EXERCISE PROMPT:
Below are the records. Retype exactly the lines between the lines holding "return score - FOG_PENALTY;" and "tags.insert(Tag::WindHoldRisk);", inclusive.

BEGIN GIVEN INFORMATION

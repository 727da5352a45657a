//! Score a single day of a resort's forecast.
//!
//! A day's contribution starts from its snowfall, is adjusted for snow
//! quality, visibility and wind, and is finally discounted by its freshness.
//! Wind above [`KILL_THRESHOLD_KMH`] zeroes the day and also yields a
//! separate penalty that the caller adds to the resort total without any
//! freshness discount.

use std::collections::BTreeSet;

use chrono::NaiveDate;
use japow_core::{DailyObservation, Tag, WeightMultipliers};

use crate::freshness;

/// Points awarded per centimetre of new snow.
pub const SNOW_POINTS_PER_CM: f64 = 3.0;
/// Maximum temperature above which snow is treated as wet, in °C.
pub const WARM_THRESHOLD_C: f64 = 2.0;
/// Maximum temperature below which snow is treated as dry, in °C.
pub const COLD_THRESHOLD_C: f64 = -4.0;
/// Visibility above which a day counts as clear, in metres.
pub const CLEAR_VISIBILITY_M: f64 = 5_000.0;
/// Visibility below which a day counts as murky, in metres.
pub const POOR_VISIBILITY_M: f64 = 500.0;
/// Snowfall above which a day counts as a storm, in centimetres.
pub const STORM_SNOWFALL_CM: f64 = 10.0;
/// Wind above which lifts may be put on hold, in km/h.
pub const HOLD_THRESHOLD_KMH: f64 = 30.0;
/// Wind above which the day is written off, in km/h.
pub const KILL_THRESHOLD_KMH: f64 = 60.0;

const WARM_QUALITY: f64 = 0.3;
const COLD_QUALITY: f64 = 1.2;
const BLUEBIRD_BONUS: f64 = 1.5;
const FOG_PENALTY: f64 = 10.0;
const STORM_VISIBILITY_FACTOR: f64 = 0.9;
const KILL_PENALTY: f64 = 20.0;

/// A day together with the context it is scored in.
#[derive(Debug, Clone, Copy)]
pub struct DayContext<'a> {
    /// The day being scored.
    pub day: &'a DailyObservation,
    /// The day immediately before it in the scored window, if any.
    pub previous: Option<&'a DailyObservation>,
    /// Zero-based position of the day in the scored window.
    pub position: usize,
}

/// What a single day adds to its resort's score.
#[derive(Debug, Clone, PartialEq)]
pub struct DayOutcome {
    /// Day the outcome belongs to.
    pub date: NaiveDate,
    /// Freshness-weighted contribution; may be negative after a fog penalty.
    pub contribution: f64,
    /// Kill-switch penalty, zero unless the wind kill-switch fired.
    pub penalty: f64,
    /// Tags raised by this day.
    pub tags: BTreeSet<Tag>,
}

impl DayOutcome {
    /// Contribution and penalty combined.
    #[expect(clippy::float_arithmetic, reason = "day totals add two components")]
    #[must_use]
    pub fn total(&self) -> f64 {
        self.contribution + self.penalty
    }
}

/// Derive the snow-quality multiplier from the day's maximum temperature.
///
/// Warm days are penalised and cold days rewarded; a stronger temperature
/// preference deepens both effects. Temperatures from −4 °C to 2 °C are
/// neutral.
///
/// # Examples
/// ```
/// use japow_scorer::quality_multiplier;
///
/// assert_eq!(quality_multiplier(-6.0, 1.0), 1.2);
/// assert_eq!(quality_multiplier(0.0, 1.5), 1.0);
/// ```
#[expect(
    clippy::float_arithmetic,
    reason = "quality scales with the temperature multiplier"
)]
#[must_use]
pub fn quality_multiplier(max_temperature_c: f64, temperature_multiplier: f64) -> f64 {
    if max_temperature_c > WARM_THRESHOLD_C {
        WARM_QUALITY / temperature_multiplier
    } else if max_temperature_c < COLD_THRESHOLD_C {
        COLD_QUALITY * temperature_multiplier
    } else {
        1.0
    }
}

/// Score one day under the given multipliers.
///
/// # Examples
/// ```
/// use chrono::NaiveDate;
/// use japow_core::{DailyObservation, PreferenceWeights};
/// use japow_scorer::{DayContext, score_day};
///
/// let date = NaiveDate::from_ymd_opt(2025, 1, 10).expect("valid date");
/// let day = DailyObservation::new(date)
///     .with_snowfall(20.0)
///     .with_max_temperature(-6.0)
///     .with_max_wind_speed(10.0);
/// let context = DayContext { day: &day, previous: None, position: 0 };
/// let outcome = score_day(context, &PreferenceWeights::default().multipliers());
/// assert_eq!(outcome.contribution.round(), 72.0);
/// assert_eq!(outcome.penalty, 0.0);
/// ```
#[expect(
    clippy::float_arithmetic,
    reason = "day scoring combines floating-point factors"
)]
#[must_use]
pub fn score_day(context: DayContext<'_>, multipliers: &WeightMultipliers) -> DayOutcome {
    let DayContext {
        day,
        previous,
        position,
    } = context;
    let mut tags = BTreeSet::new();

    let quality = quality_multiplier(day.max_temperature_c, multipliers.temperature);
    let base = day.snowfall_cm * SNOW_POINTS_PER_CM * quality * multipliers.snow;
    let after_visibility = adjust_for_visibility(base, day, previous, multipliers, &mut tags);
    let (after_wind, penalty) = adjust_for_wind(after_visibility, day, multipliers, &mut tags);

    DayOutcome {
        date: day.date,
        contribution: after_wind * freshness(position),
        penalty,
        tags,
    }
}

#[expect(
    clippy::float_arithmetic,
    reason = "visibility adjustments scale or offset the day score"
)]
fn adjust_for_visibility(
    score: f64,
    day: &DailyObservation,
    previous: Option<&DailyObservation>,
    multipliers: &WeightMultipliers,
    tags: &mut BTreeSet<Tag>,
) -> f64 {
    let follows_storm = previous.is_some_and(|prior| prior.snowfall_cm > STORM_SNOWFALL_CM);
    if day.min_visibility_m > CLEAR_VISIBILITY_M && follows_storm {
        tags.insert(Tag::BluebirdPotential);
        return score * BLUEBIRD_BONUS * multipliers.bluebird;
    }
    if day.min_visibility_m < POOR_VISIBILITY_M {
        // Low visibility is expected while it is dumping; fog on a quiet day is not.
        if day.snowfall_cm > STORM_SNOWFALL_CM {
            return score * STORM_VISIBILITY_FACTOR;
        }
        return score - FOG_PENALTY;
    }
    score
}

#[expect(
    clippy::float_arithmetic,
    reason = "wind decay and kill-switch penalty are floating-point"
)]
fn adjust_for_wind(
    score: f64,
    day: &DailyObservation,
    multipliers: &WeightMultipliers,
    tags: &mut BTreeSet<Tag>,
) -> (f64, f64) {
    let wind = day.max_wind_speed_kmh;
    if wind > KILL_THRESHOLD_KMH {
        log::debug!(
            "wind kill-switch fired on {date}: {wind} km/h exceeds {KILL_THRESHOLD_KMH} km/h",
            date = day.date
        );
        tags.insert(Tag::WindHoldRisk);
        return (0.0, -(KILL_PENALTY * multipliers.wind));
    }
    if wind > HOLD_THRESHOLD_KMH {
        let linear = 1.0 - (wind - HOLD_THRESHOLD_KMH) / (KILL_THRESHOLD_KMH - HOLD_THRESHOLD_KMH);
        return (score * linear.max(0.0).powf(multipliers.wind), 0.0);
    }
    (score, 0.0)
}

END GIVEN INFORMATION

SOLUTION BELOW:
        return score - FOG_PENALTY;
    }
    score
}

#[expect(
    clippy::float_arithmetic,
    reason = "wind decay and kill-switch penalty are floating-point"
)]
fn adjust_for_wind(
    score: f64,
    day: &DailyObservation,
    multipliers: &WeightMultipliers,
    tags: &mut BTreeSet<Tag>,
) -> (f64, f64) {
    let wind = day.max_wind_speed_kmh;
    if wind > KILL_THRESHOLD_KMH {
        log::debug!(
            "wind kill-switch fired on {date}: {wind} km/h exceeds {KILL_THRESHOLD_KMH} km/h",
            date = day.date
        );
        tags.insert(Tag::WindHoldRisk);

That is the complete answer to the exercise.